//! Model provider double answering each prompt type with a fixed reply

use async_trait::async_trait;
use redteam_simulator::redteam_llm::domain::{
    CompletionRequest, CompletionResponse, ContentBlock, LlmError, LlmProvider, ProviderInfo,
    StopReason, Usage,
};

const SCENARIO_REPLY: &str = r#"{"attack_vector": "Ransomware via vendor VPN",
"steps": ["Phish vendor", "Reuse VPN credentials", "Deploy ransomware"],
"impact": "Critical", "indicators": ["New VPN sessions at night"],
"attacker_profile": {"resources": "High", "skills": "Advanced"}}"#;

const ANALYSIS_REPLY: &str = r#"{"severity": "High", "explanation": "Shared vendor credentials.",
"mitigations": ["Rotate vendor credentials"], "long_term_fixes": ["Per-vendor MFA"],
"detection_methods": ["VPN anomaly alerts"]}"#;

pub struct MockProvider;

#[async_trait]
impl LlmProvider for MockProvider {
    fn info(&self) -> ProviderInfo {
        ProviderInfo {
            id: "mock",
            name: "Mock Provider",
            version: "test",
            max_output_tokens: 2048,
        }
    }

    fn default_model(&self) -> &str {
        "test-model"
    }

    async fn complete(&self, request: CompletionRequest) -> Result<CompletionResponse, LlmError> {
        let prompt = request.last_user_text().unwrap_or_default();
        let reply = if prompt.contains("Analyze the following attack scenario") {
            ANALYSIS_REPLY
        } else {
            SCENARIO_REPLY
        };

        Ok(CompletionResponse {
            id: "mock-response".to_string(),
            model: "test-model".to_string(),
            content: vec![ContentBlock::text(reply)],
            stop_reason: StopReason::EndTurn,
            usage: Usage {
                prompt_tokens: 10,
                completion_tokens: 10,
                total_tokens: 20,
            },
        })
    }
}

* Task to complete
The records above must be set down again exactly as written.

* Output for this task
//! Model provider double answering each prompt type with a fixed reply

use async_trait::async_trait;
use redteam_simulator::redteam_llm::domain::{
    CompletionRequest, CompletionResponse, ContentBlock, LlmError, LlmProvider, ProviderInfo,
    StopReason, Usage,
};

const SCENARIO_REPLY: &str = r#"{"attack_vector": "Ransomware via vendor VPN",
"steps": ["Phish vendor", "Reuse VPN credentials", "Deploy ransomware"],
"impact": "Critical", "indicators": ["New VPN sessions at night"],
"attacker_profile": {"resources": "High", "skills": "Advanced"}}"#;

const ANALYSIS_REPLY: &str = r#"{"severity": "High", "explanation": "Shared vendor credentials.",
"mitigations": ["Rotate vendor credentials"], "long_term_fixes": ["Per-vendor MFA"],
"detection_methods": ["VPN anomaly alerts"]}"#;

pub struct MockProvider;

#[async_trait]
impl LlmProvider for MockProvider {
    fn info(&self) -> ProviderInfo {
        ProviderInfo {
            id: "mock",
            name: "Mock Provider",
            version: "test",
            max_output_tokens: 2048,
        }
    }

    fn default_model(&self) -> &str {
        "test-model"
    }

    async fn complete(&self, request: CompletionRequest) -> Result<CompletionResponse, LlmError> {
        let prompt = request.last_user_text().unwrap_or_default();
        let reply = if prompt.contains("Analyze the following attack scenario") {
            ANALYSIS_REPLY
        } else {
            SCENARIO_REPLY
        };

        Ok(CompletionResponse {
            id: "mock-response".to_string(),
            model: "test-model".to_string(),
            content: vec![ContentBlock::text(reply)],
            stop_reason: StopReason::EndTurn,
            usage: Usage {
                prompt_tokens: 10,
                completion_tokens: 10,
                total_tokens: 20,
            },
        })
    }
}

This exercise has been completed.